Wild Mushroom Grain Bowl

My dad gave me a big pack of assorted wild mushrooms for Christmas, and we decided to sauté them and serve them in a grain bowl!  We built the bowl with a base layer of quinoa…although barley, farro, or spelt berries would also go really well here instead. We then topped it with our mushrooms (which we cooked with Brussels Sprouts and onions) alongside a group of pan fried cherry tomatoes before topping it all with a truffle infused hot sauce!

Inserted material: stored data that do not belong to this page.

use bytes::{Bytes, BytesMut};
use pipebridge_transport::{PipeChannel, TransportError};
use tracing::{debug, trace};

use crate::error::{LineError, Result};

/// Frame delimiter.
pub const NEWLINE: u8 = b'\n';

/// Default upper bound on one channel read.
pub const DEFAULT_READ_CHUNK_SIZE: usize = 8 * 1024;

/// Line reader configuration.
#[derive(Debug, Clone)]
pub struct LineConfig {
    /// Maximum bytes pulled from the channel by one read call.
    pub read_chunk_size: usize,
}

impl Default for LineConfig {
    fn default() -> Self {
        Self {
            read_chunk_size: DEFAULT_READ_CHUNK_SIZE,
        }
    }
}

/// Result of one non-blocking line read.
#[derive(Debug, Clone, PartialEq, Eq)]
pub enum ReadOutcome {
    /// No complete line yet. Any partial line stays buffered.
    Empty,
    /// A complete line, newline included.
    Line(Bytes),
    /// The first `max_len` bytes of a longer line. The rest stays buffered
    /// and is returned by the next reads.
    Truncated(Bytes),
    /// Unterminated tail flushed because the channel broke. The error is
    /// reported by the next read.
    Partial(Bytes),
}

impl ReadOutcome {
    pub fn bytes(&self) -> &[u8] {
        match self {
            ReadOutcome::Empty => &[],
            ReadOutcome::Line(b) | ReadOutcome::Truncated(b) | ReadOutcome::Partial(b) => b,
        }
    }

    pub fn len(&self) -> usize {
        self.bytes().len()
    }

    pub fn is_empty(&self) -> bool {
        self.bytes().is_empty()
    }
}

/// Assembles newline-terminated lines from a [`PipeChannel`] without blocking.
///
/// Bytes already pulled from the channel but not yet returned are kept in a
/// per-reader accumulator, so a line split across polls is reassembled and
/// an over-long line is handed out in `max_len` pieces instead of being cut.
#[derive(Debug, Default)]
pub struct LineReader {
    pending: BytesMut,
    deferred: Option<TransportError>,
    config: LineConfig,
}

impl LineReader {
    pub fn new() -> Self {
        Self::with_config(LineConfig::default())
    }

    pub fn with_config(config: LineConfig) -> Self {
        Self {
            pending: BytesMut::new(),
            deferred: None,
            config,
        }
    }

    /// Read at most `max_len` bytes of the next line.
    ///
    /// Returns [`ReadOutcome::Empty`] when the channel has nothing to offer.
    /// Only ever reads as many bytes as the channel reports available.
    pub fn read_line<C: PipeChannel>(
        &mut self,
        channel: &mut C,
        max_len: usize,
    ) -> Result<ReadOutcome> {
        if max_len == 0 {
            return Err(LineError::InvalidArgument(
                "line buffer must hold at least one byte".into(),
            ));
        }

        if let Some(outcome) = self.take_ready(max_len) {
            return Ok(outcome);
        }

        if let Some(err) = self.deferred.take() {
            debug!(%err, "reporting deferred channel failure");
            return Err(err.into());
        }

        let chunk_size = self.config.read_chunk_size.max(1);
        loop {
            let available = match channel.bytes_available() {
                Ok(available) => available,
                Err(err) => return self.fail(err, max_len),
            };
            if available == 0 {
                return Ok(ReadOutcome::Empty);
            }

            let want = available.min(chunk_size);
            let start = self.pending.len();
            self.pending.resize(start + want, 0);

            let read = match channel.read_available(&mut self.pending[start..]) {
                Ok(read) => read,
                Err(err) => {
                    self.pending.truncate(start);
                    return self.fail(err, max_len);
                }
            };
            self.pending.truncate(start + read);
            trace!(available, read, pending = self.pending.len(), "pulled bytes");

            if let Some(outcome) = self.take_ready(max_len) {
                return Ok(outcome);
            }

            if read < want {
                // The remote wrote less than it announced; keep the partial.
                return Ok(ReadOutcome::Empty);
            }
        }
    }

    /// Bytes buffered but not yet returned.
    pub fn pending_len(&self) -> usize {
        self.pending.len()
    }

    /// Drop buffered bytes and any deferred failure.
    pub fn discard(&mut self) {
        self.pending.clear();
        self.deferred = None;
    }

    pub fn config(&self) -> &LineConfig {
        &self.config
    }

    fn take_ready(&mut self, max_len: usize) -> Option<ReadOutcome> {
        let window = self.pending.len().min(max_len);
        if let Some(pos) = self.pending[..window].iter().position(|&b| b == NEWLINE) {
            return Some(ReadOutcome::Line(self.pending.split_to(pos + 1).freeze()));
        }

        if self.pending.len() >= max_len {
            debug!(
                max_len,
                remaining = self.pending.len() - max_len,
                "line longer than buffer; returning prefix"
            );
            return Some(ReadOutcome::Truncated(
                self.pending.split_to(max_len).freeze(),
            ));
        }

        None
    }

    fn fail(&mut self, err: TransportError, max_len: usize) -> Result<ReadOutcome> {
        if self.pending.is_empty() {
            return Err(err.into());
        }

        let take = self.pending.len().min(max_len);
        debug!(%err, flushed = take, "channel failed with a partial line buffered");
        self.deferred = Some(err);
        Ok(ReadOutcome::Partial(self.pending.split_to(take).freeze()))
    }
}

#[cfg(test)]
mod tests {
    use pipebridge_transport::ErrorKind;

    use super::*;
    use crate::mock::ScriptedChannel;

    #[test]
    fn nothing_available_is_empty_not_error() {
        let mut channel = ScriptedChannel::default();
        let mut reader = LineReader::new();
        assert_eq!(
            reader.read_line(&mut channel, 64).unwrap(),
            ReadOutcome::Empty
        );
        assert_eq!(channel.read_calls, 0);
    }

    #[test]
    fn reads_one_complete_line() {
        let mut channel = ScriptedChannel::with_incoming(b"ping\n");
        let mut reader = LineReader::new();
        let outcome = reader.read_line(&mut channel, 64).unwrap();
        assert_eq!(outcome, ReadOutcome::Line(Bytes::from_static(b"ping\n")));
        assert_eq!(reader.pending_len(), 0);
    }

    #[test]
    fn several_lines_from_one_read_come_out_one_at_a_time() {
        let mut channel = ScriptedChannel::with_incoming(b"one\ntwo\nthree\n");
        let mut reader = LineReader::new();

        assert_eq!(reader.read_line(&mut channel, 64).unwrap().bytes(), b"one\n");
        assert_eq!(channel.read_calls, 1);
        assert_eq!(reader.read_line(&mut channel, 64).unwrap().bytes(), b"two\n");
        assert_eq!(reader.read_line(&mut channel, 64).unwrap().bytes(), b"three\n");
        assert_eq!(channel.read_calls, 1, "buffered lines need no channel reads");
        assert_eq!(
            reader.read_line(&mut channel, 64).unwrap(),
            ReadOutcome::Empty
        );
    }

    #[test]
    fn over_long_line_is_split_without_loss() {
        let mut channel = ScriptedChannel::with_incoming(b"0123456789012345678\n");
        let mut reader = LineReader::new();

        // Capacity 8 at the C boundary leaves 7 data bytes.
        let first = reader.read_line(&mut channel, 7).unwrap();
        assert_eq!(first, ReadOutcome::Truncated(Bytes::from_static(b"0123456")));
        assert_eq!(reader.pending_len(), 13);

        let second = reader.read_line(&mut channel, 63).unwrap();
        assert_eq!(
            second,
            ReadOutcome::Line(Bytes::from_static(b"789012345678\n"))
        );
        assert_eq!(reader.pending_len(), 0);
    }

    #[test]
    fn over_long_line_drains_in_buffer_sized_pieces() {
        let mut channel = ScriptedChannel::with_incoming(b"0123456789012345678\n");
        let mut reader = LineReader::new();

        let pieces: Vec<ReadOutcome> = (0..3)
            .map(|_| reader.read_line(&mut channel, 7).unwrap())
            .collect();
        assert_eq!(
            pieces,
            vec![
                ReadOutcome::Truncated(Bytes::from_static(b"0123456")),
                ReadOutcome::Truncated(Bytes::from_static(b"7890123")),
                ReadOutcome::Line(Bytes::from_static(b"45678\n")),
            ]
        );
    }

    #[test]
    fn line_exactly_filling_buffer_is_complete() {
        let mut channel = ScriptedChannel::with_incoming(b"abcdef\n");
        let mut reader = LineReader::new();
        let outcome = reader.read_line(&mut channel, 7).unwrap();
        assert_eq!(outcome, ReadOutcome::Line(Bytes::from_static(b"abcdef\n")));
    }

    #[test]
    fn newline_one_past_buffer_comes_back_alone() {
        let mut channel = ScriptedChannel::with_incoming(b"abcdefg\n");
        let mut reader = LineReader::new();
        assert_eq!(
            reader.read_line(&mut channel, 7).unwrap(),
            ReadOutcome::Truncated(Bytes::from_static(b"abcdefg"))
        );
        assert_eq!(
            reader.read_line(&mut channel, 7).unwrap(),
            ReadOutcome::Line(Bytes::from_static(b"\n"))
        );
    }

    #[test]
    fn short_read_keeps_partial_until_line_completes() {
        let mut channel = ScriptedChannel::with_incoming(b"{\"type\":");
        channel.overreport = 10;
        let mut reader = LineReader::new();

        assert_eq!(
            reader.read_line(&mut channel, 256).unwrap(),
            ReadOutcome::Empty
        );
        assert_eq!(reader.pending_len(), 8);

        channel.push(b"\"ack\"}\n");
        assert_eq!(
            reader.read_line(&mut channel, 256).unwrap(),
            ReadOutcome::Line(Bytes::from_static(b"{\"type\":\"ack\"}\n"))
        );
        assert_eq!(reader.pending_len(), 0);
    }

    #[test]
    fn stalled_partial_survives_empty_polls() {
        let mut channel = ScriptedChannel::with_incoming(b"half");
        let mut reader = LineReader::new();

        assert_eq!(reader.read_line(&mut channel, 64).unwrap(), ReadOutcome::Empty);
        assert_eq!(reader.read_line(&mut channel, 64).unwrap(), ReadOutcome::Empty);
        assert_eq!(reader.pending_len(), 4);

        channel.push(b"-line\n");
        assert_eq!(
            reader.read_line(&mut channel, 64).unwrap().bytes(),
            b"half-line\n"
        );
    }

    #[test]
    fn small_chunks_loop_within_one_call() {
        let mut channel = ScriptedChannel::with_incoming(b"abcdefghij\n");
        let mut reader = LineReader::with_config(LineConfig { read_chunk_size: 3 });
        assert_eq!(
            reader.read_line(&mut channel, 64).unwrap().bytes(),
            b"abcdefghij\n"
        );
        assert_eq!(channel.read_calls, 4);
    }

    #[test]
    fn broken_channel_with_nothing_buffered_fails_now() {
        let mut channel = ScriptedChannel::default();
        channel.hangup_when_drained = true;
        let mut reader = LineReader::new();

        let err = reader.read_line(&mut channel, 64).unwrap_err();
        assert_eq!(err.kind(), ErrorKind::BrokenPipe);
    }

    #[test]
    fn broken_channel_flushes_partial_then_fails() {
        let mut channel = ScriptedChannel::with_incoming(b"tail");
        let mut reader = LineReader::new();
        assert_eq!(reader.read_line(&mut channel, 64).unwrap(), ReadOutcome::Empty);

        channel.hangup_when_drained = true;
        assert_eq!(
            reader.read_line(&mut channel, 64).unwrap(),
            ReadOutcome::Partial(Bytes::from_static(b"tail"))
        );

        let err = reader.read_line(&mut channel, 64).unwrap_err();
        assert_eq!(err.kind(), ErrorKind::BrokenPipe);
    }

    #[test]
    fn read_failure_after_peek_defers_error_behind_partial() {
        let mut channel = ScriptedChannel::with_incoming(b"abc");
        let mut reader = LineReader::new();
        assert_eq!(reader.read_line(&mut channel, 64).unwrap(), ReadOutcome::Empty);

        channel.push(b"def\n");
        channel.fail_reads = true;
        assert_eq!(
            reader.read_line(&mut channel, 64).unwrap(),
            ReadOutcome::Partial(Bytes::from_static(b"abc"))
        );
        assert!(reader.read_line(&mut channel, 64).is_err());
    }

    #[test]
    fn buffered_lines_drain_before_deferred_error() {
        let mut channel = ScriptedChannel::with_incoming(b"a\nb\n");
        channel.hangup_when_drained = true;
        let mut reader = LineReader::new();

        assert_eq!(reader.read_line(&mut channel, 64).unwrap().bytes(), b"a\n");
        assert_eq!(reader.read_line(&mut channel, 64).unwrap().bytes(), b"b\n");
        assert!(reader.read_line(&mut channel, 64).is_err());
    }

    #[test]
    fn zero_max_len_is_rejected_before_io() {
        let mut channel = ScriptedChannel::with_incoming(b"x\n");
        let mut reader = LineReader::new();
        assert!(matches!(
            reader.read_line(&mut channel, 0),
            Err(LineError::InvalidArgument(_))
        ));
        assert_eq!(channel.read_calls, 0);
    }

    #[test]
    fn discard_clears_partial_and_deferred_error() {
        let mut channel = ScriptedChannel::with_incoming(b"partial");
        let mut reader = LineReader::new();
        reader.read_line(&mut channel, 64).unwrap();
        assert_eq!(reader.pending_len(), 7);

        reader.discard();
        assert_eq!(reader.pending_len(), 0);
    }
}
use std::ffi::CStr;
use std::os::raw::c_char;

use pipebridge_line::encoding::wide_len;

use crate::error;

/// Borrow a required NUL-terminated UTF-16 argument, without the terminator.
///
/// # Safety
/// `value` must be null or point to a readable NUL-terminated `u16` sequence
/// that stays alive for the duration of the call.
pub(crate) unsafe fn required_wide_arg<'a>(value: *const u16, name: &str) -> Option<&'a [u16]> {
    if value.is_null() {
        error::set_invalid_argument(format!("{name} cannot be null"));
        return None;
    }

    // SAFETY: non-null, and the caller guarantees a terminator.
    let len = unsafe { wide_len(value) };
    // SAFETY: `len` units before the terminator are readable.
    Some(unsafe { std::slice::from_raw_parts(value, len) })
}

/// Borrow a required NUL-terminated byte string, without the terminator.
///
/// # Safety
/// `value` must be null or point to a valid NUL-terminated C string.
pub(crate) unsafe fn required_bytes_arg<'a>(value: *const c_char, name: &str) -> Option<&'a [u8]> {
    if value.is_null() {
        error::set_invalid_argument(format!("{name} cannot be null"));
        return None;
    }

    // SAFETY: the caller guarantees `value` points to a valid C string.
    Some(unsafe { CStr::from_ptr(value) }.to_bytes())
}

/// Validate the output buffer and return how many data bytes fit in it.
pub(crate) fn buffer_room(buf: *mut c_char, capacity: i32) -> Option<usize> {
    if buf.is_null() {
        error::set_invalid_argument("buffer cannot be null");
        return None;
    }
    if capacity < 2 {
        error::set_invalid_argument(format!(
            "buffer capacity must be at least 2 (got {capacity})"
        ));
        return None;
    }
    usize::try_from(capacity - 1).ok()
}

/// Copy `data` into `buf` and NUL-terminate it.
///
/// # Safety
/// `buf` must be writable for `data.len() + 1` bytes.
pub(crate) unsafe fn copy_out(buf: *mut c_char, data: &[u8]) {
    let dst = buf.cast::<u8>();
    // SAFETY: the caller sized `buf` for the data plus its terminator, and
    // `data` is owned by the reader so the regions cannot overlap.
    unsafe {
        std::ptr::copy_nonoverlapping(data.as_ptr(), dst, data.len());
        *dst.add(data.len()) = 0;
    }
}

/// Convert a byte count into the `i32` return slot.
pub(crate) fn count_to_i32(count: usize) -> Option<i32> {
    i32::try_from(count).ok()
}
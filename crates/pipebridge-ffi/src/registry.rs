//! Maps C handles to open connections.
//!
//! Each entry carries its own mutex. The map lock is held only to look up,
//! insert or remove entries, never across pipe I/O. Connections stay
//! registered until `pipe_close`, `pipe_close_all` or process exit.

use std::collections::HashMap;
use std::sync::atomic::{AtomicIsize, Ordering};
use std::sync::{Arc, Mutex, MutexGuard, OnceLock, PoisonError};

use pipebridge_line::LineChannel;

use crate::types::PipeHandle;

pub(crate) type Entry = Arc<Mutex<LineChannel>>;

pub(crate) struct Registry {
    next_handle: AtomicIsize,
    entries: Mutex<HashMap<PipeHandle, Entry>>,
}

impl Registry {
    pub(crate) fn new() -> Self {
        Self {
            next_handle: AtomicIsize::new(1),
            entries: Mutex::new(HashMap::new()),
        }
    }

    fn table(&self) -> MutexGuard<'_, HashMap<PipeHandle, Entry>> {
        self.entries.lock().unwrap_or_else(PoisonError::into_inner)
    }

    /// Register an open connection and return its new handle (always > 0).
    pub(crate) fn insert(&self, channel: LineChannel) -> PipeHandle {
        let mut table = self.table();
        let handle = loop {
            let candidate = self.next_handle.fetch_add(1, Ordering::Relaxed);
            if candidate > 0 && !table.contains_key(&candidate) {
                break candidate;
            }
            if candidate <= 0 {
                self.next_handle.store(1, Ordering::Relaxed);
            }
        };
        table.insert(handle, Arc::new(Mutex::new(channel)));
        handle
    }

    /// Run `f` against the connection behind `handle`, or return `None` if the
    /// handle is unknown.
    pub(crate) fn with_channel<T>(
        &self,
        handle: PipeHandle,
        f: impl FnOnce(&mut LineChannel) -> T,
    ) -> Option<T> {
        let entry = self.table().get(&handle).cloned()?;
        let mut channel = entry.lock().unwrap_or_else(PoisonError::into_inner);
        Some(f(&mut channel))
    }

    /// Remove `handle`, returning its connection.
    pub(crate) fn remove(&self, handle: PipeHandle) -> Option<Entry> {
        self.table().remove(&handle)
    }

    /// Remove every entry, returning the connections with their handles.
    pub(crate) fn drain(&self) -> Vec<(PipeHandle, Entry)> {
        std::mem::take(&mut *self.table()).into_iter().collect()
    }

    #[cfg(test)]
    pub(crate) fn contains(&self, handle: PipeHandle) -> bool {
        self.table().contains_key(&handle)
    }

    #[cfg(test)]
    pub(crate) fn len(&self) -> usize {
        self.table().len()
    }
}

/// Close one drained entry. Waits for any call still using it.
pub(crate) fn close_entry(entry: &Entry) {
    entry
        .lock()
        .unwrap_or_else(PoisonError::into_inner)
        .close();
}

fn global() -> &'static Registry {
    static GLOBAL: OnceLock<Registry> = OnceLock::new();
    GLOBAL.get_or_init(Registry::new)
}

pub(crate) fn insert(channel: LineChannel) -> PipeHandle {
    global().insert(channel)
}

pub(crate) fn with_channel<T>(
    handle: PipeHandle,
    f: impl FnOnce(&mut LineChannel) -> T,
) -> Option<T> {
    global().with_channel(handle, f)
}

pub(crate) fn remove(handle: PipeHandle) -> Option<Entry> {
    global().remove(handle)
}

pub(crate) fn drain() -> Vec<(PipeHandle, Entry)> {
    global().drain()
}

#[cfg(test)]
pub(crate) fn contains(handle: PipeHandle) -> bool {
    global().contains(handle)
}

If you’re looking for a protein to add to bolster this dish, sliced roasted chicken breast would work well with the flavours.

Time: 35 Minutes

Ingredients:

  • Quinoa
  • Wild Mushrooms. We used a gift pack that my folks gave us for Christmas including Shiitake, Golden Scaly Cap, Lion’s Mane, and Hen of the Woods mushrooms.
  • Brussels Sprouts
  • Garlic
  • Onion
  • Cherry Tomatoes
  • Sauce of your choice. We used a Truffle infused Hot Sauce, which worked extremely well

Method:

  • Pour your quinoa into a pot, and cover with water (4:1 ratio by volume of water to quinoa). Bring to a boil, and reduce heat to simmer.
  • As your quinoa cooks, slice your Brussels Sprouts (like you’re making Shaved Brussels Sprouts), peel and slice your garlic and onion.
  • Heat some olive oil in a heavy bottomed pan (we prefer cast iron for this), and add your garlic, onions, and sprouts. Cook until your onions turn opaque, and your Brussels Sprouts turn a vibrant green and start to soften.
  • Heat a little oil in a smaller pan, and add your tomatoes. Let cook until they begin to wrinkle, and the skins begin to brown and open.
  • As your veggies cook, clean and slice your mushrooms. Then, add them to the sprout/onion/garlic pan, and sauté.
  • When your quinoa is done, scoop it into your bowl(s), and then top it with your other components.
  • Drizzle your sauce atop.
  • Plate, devour, and enjoy!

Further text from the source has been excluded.